Still, some attempts to help felt helpful and others resulted in me feeling more stressed. When I thought about it afterward, what made the difference was whether or not I felt listened to.


Help where I felt heard and listened to felt useful.


Help where I didn't feel as if I was being listened to felt stressful.


Often the difference was in the phrasing:


“Put Roxy in a cage in one of the stables and then she'll be closer to you and more able to see and hear what's going on.” - raised my stress levels.


“Just an idea – but do you think it would be easier for Roxy if she had a cage in a stable rather than the car?” - felt helpful.


The answer to that suggestion was that it wouldn't be helpful for Roxy but how it was offered made a big difference to me.


The first way of asking made me feel more stressed. It forced me then to say “No” and go into an explanation about why not. Some days I gave that explanation repeatedly. I would be left after each of those discussions feeling like I was just being difficult which ramped up my stress levels.


The second way of phrasing felt much better. I felt as if I was being included in the conversation. It felt like the person was seeking to hear what I thought. When I explained to those people why I wasn't doing as they suggested, I felt listened to and supported.


There was a third group of people who didn't offer suggestions at all. They would ask me if there was anything they could do to help. They would often sit with me or walk with me and let me talk about the issue.


Those people helped me enormously. In giving me the time and space to talk through my thoughts, I was able to come up with lots of ideas of ways to adjust space and to help Roxy settle better.


Isn't that interesting.

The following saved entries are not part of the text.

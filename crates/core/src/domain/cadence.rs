//! Cadence descriptor for recurring producers
//!
//! Patterns are resolved once into a fixed interval:
//! - `every 10 minutes`, `every 30s`, `every 2 hours`
//! - `10m`, `45s`, `6h`
//! - step cron (5 fields): `*/10 * * * *`, `15 * * * *`, `0 */6 * * *`, `0 3 * * *`

use crate::domain::error::{DomainError, Result};
use std::time::Duration;

const MINUTE: u64 = 60;
const HOUR: u64 = 60 * MINUTE;
const DAY: u64 = 24 * HOUR;

#[derive(Debug, Clone, PartialEq, Eq)]
pub struct Cadence {
    pattern: String,
    interval: Duration,
}

impl Cadence {
    /// Fixed interval cadence
    pub fn every(interval: Duration) -> Self {
        Self {
            pattern: format!("every {}s", interval.as_secs()),
            interval,
        }
    }

    pub fn pattern(&self) -> &str {
        &self.pattern
    }

    pub fn interval(&self) -> Duration {
        self.interval
    }

    pub fn parse(pattern: &str) -> Result<Self> {
        let trimmed = pattern.trim();
        let invalid = |reason: &str| DomainError::InvalidCadence {
            pattern: pattern.to_string(),
            reason: reason.to_string(),
        };

        let secs = if trimmed.split_whitespace().count() == 5 {
            parse_cron(trimmed).ok_or_else(|| invalid("unsupported cron pattern"))?
        } else {
            let body = trimmed.strip_prefix("every").unwrap_or(trimmed).trim();
            parse_duration(body).ok_or_else(|| invalid("expected '<n> <unit>'"))?
        };

        if secs == 0 {
            return Err(invalid("interval must be positive"));
        }

        Ok(Self {
            pattern: trimmed.to_string(),
            interval: Duration::from_secs(secs),
        })
    }
}

impl std::str::FromStr for Cadence {
    type Err = DomainError;

    fn from_str(s: &str) -> Result<Self> {
        Cadence::parse(s)
    }
}

/// "10 minutes", "10m", "30 s"
fn parse_duration(body: &str) -> Option<u64> {
    let split = body.find(|c: char| !c.is_ascii_digit())?;
    let (amount, unit) = body.split_at(split);
    let amount: u64 = amount.parse().ok()?;

    let unit_secs = match unit.trim() {
        "s" | "sec" | "secs" | "second" | "seconds" => 1,
        "m" | "min" | "mins" | "minute" | "minutes" => MINUTE,
        "h" | "hr" | "hrs" | "hour" | "hours" => HOUR,
        "d" | "day" | "days" => DAY,
        _ => return None,
    };
    amount.checked_mul(unit_secs)
}

/// minute hour day-of-month month day-of-week; only step/fixed minute and hour fields
fn parse_cron(pattern: &str) -> Option<u64> {
    let fields: Vec<&str> = pattern.split_whitespace().collect();
    let (minute, hour) = (fields[0], fields[1]);
    if fields[2..].iter().any(|f| *f != "*") {
        return None;
    }

    let step = |field: &str| -> Option<u64> { field.strip_prefix("*/")?.parse().ok() };
    let fixed = |field: &str, max: u64| -> bool {
        field.parse::<u64>().map(|v| v < max).unwrap_or(false)
    };

    match (minute, hour) {
        ("*", "*") => Some(MINUTE),
        (m, "*") if step(m).is_some() => step(m).map(|n| n * MINUTE),
        (m, "*") if fixed(m, 60) => Some(HOUR),
        (m, h) if fixed(m, 60) && step(h).is_some() => step(h).map(|n| n * HOUR),
        (m, h) if fixed(m, 60) && fixed(h, 24) => Some(DAY),
        _ => None,
    }
}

In the moment of dealing with my dog being unexpectedly stressed and acting in ways that caused me to be stressed – and knowing that it couldn't be properly resolved while we were away - the people who helped me the most on the face of it did nothing. They didn't offer solutions or talk to me about ways to fix it. They were just with me and they listened while I talked it through.


That support allowed me to come up with enough of a resolution that Roxy was able to rest in the car for some of the time.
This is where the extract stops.